WORK REQUEST:
Examine the entries and show every line in which the word "RoutedocError" is found.

DATA FOR PROCESSING:
*****

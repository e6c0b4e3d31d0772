//! Validating request and response data against schema fragments

use jsonschema::{Draft, JSONSchema};
use serde::Serialize;
use serde_json::Value;
use std::fmt;

use crate::error::{Result, RoutedocError};

/// A single validation failure
#[derive(Debug, Clone, PartialEq, Eq, Serialize)]
pub struct ValidationFailure {
    /// JSON pointer into the validated instance
    pub instance_path: String,
    pub message: String,
}

/// Outcome of validating one instance
#[derive(Debug, Clone, Default, Serialize)]
pub struct ValidationReport {
    pub failures: Vec<ValidationFailure>,
}

impl ValidationReport {
    pub fn is_valid(&self) -> bool {
        self.failures.is_empty()
    }
}

impl fmt::Display for ValidationReport {
    fn fmt(&self, f: &mut fmt::Formatter<'_>) -> fmt::Result {
        if self.failures.is_empty() {
            return write!(f, "valid");
        }
        for failure in &self.failures {
            let path = if failure.instance_path.is_empty() {
                "/"
            } else {
                failure.instance_path.as_str()
            };
            writeln!(f, "{}: {}", path, failure.message)?;
        }
        Ok(())
    }
}

/// A compiled schema fragment
pub struct FragmentValidator {
    compiled: JSONSchema,
}

impl FragmentValidator {
    /// Compile a fragment as a draft 7 schema
    pub fn new(fragment: &Value) -> Result<Self> {
        let compiled = JSONSchema::options()
            .with_draft(Draft::Draft7)
            .compile(fragment)
            .map_err(|e| RoutedocError::InvalidSchema(e.to_string()))?;
        Ok(Self { compiled })
    }

    pub fn validate(&self, instance: &Value) -> ValidationReport {
        let failures = match self.compiled.validate(instance) {
            Ok(()) => Vec::new(),
            Err(errors) => errors
                .map(|e| ValidationFailure {
                    instance_path: e.instance_path.to_string(),
                    message: e.to_string(),
                })
                .collect(),
        };
        ValidationReport { failures }
    }

    pub fn is_valid(&self, instance: &Value) -> bool {
        self.compiled.is_valid(instance)
    }
}

fn declared_types(schema: &Value) -> Vec<&str> {
    match schema.get("type") {
        Some(Value::String(single)) => vec![single.as_str()],
        Some(Value::Array(types)) => types.iter().filter_map(Value::as_str).collect(),
        _ => Vec::new(),
    }
}

fn coerce(raw: &str, types: &[&str]) -> Option<Value> {
    for ty in types {
        let coerced = match *ty {
            "integer" => raw.parse::<i64>().ok().map(Value::from),
            "number" => raw.parse::<f64>().ok().and_then(|n| {
                serde_json::Number::from_f64(n).map(Value::Number)
            }),
            "boolean" => match raw {
                "true" | "1" => Some(Value::Bool(true)),
                "false" | "0" => Some(Value::Bool(false)),
                _ => None,
            },
            "null" if raw.is_empty() => Some(Value::Null),
            _ => None,
        };
        if coerced.is_some() {
            return coerced;
        }
    }
    None
}

/// Convert string members of an object instance to the scalar types its
/// fragment asks for.
///
/// Query, header and cookie values always arrive as strings. Values that do
/// not parse are left alone so validation reports them.
pub fn coerce_scalars(fragment: &Value, instance: &mut Value) {
    let (Some(properties), Some(members)) = (
        fragment.get("properties").and_then(Value::as_object),
        instance.as_object_mut(),
    ) else {
        return;
    };

    for (name, value) in members.iter_mut() {
        let Some(raw) = value.as_str() else {
            continue;
        };
        let Some(schema) = properties.get(name) else {
            continue;
        };
        let types = declared_types(schema);
        if types.contains(&"string") {
            continue;
        }
        if let Some(coerced) = coerce(raw, &types) {
            *value = coerced;
        }
    }
}

/// Media type without parameters, lowercased
/// (`application/json; charset=utf-8` -> `application/json`)
pub fn media_type_essence(content_type: &str) -> String {
    content_type
        .split(';')
        .next()
        .unwrap_or_default()
        .trim()
        .to_ascii_lowercase()
}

*****

SOLUTION:
use crate::error::{Result, RoutedocError};
            .map_err(|e| RoutedocError::InvalidSchema(e.to_string()))?;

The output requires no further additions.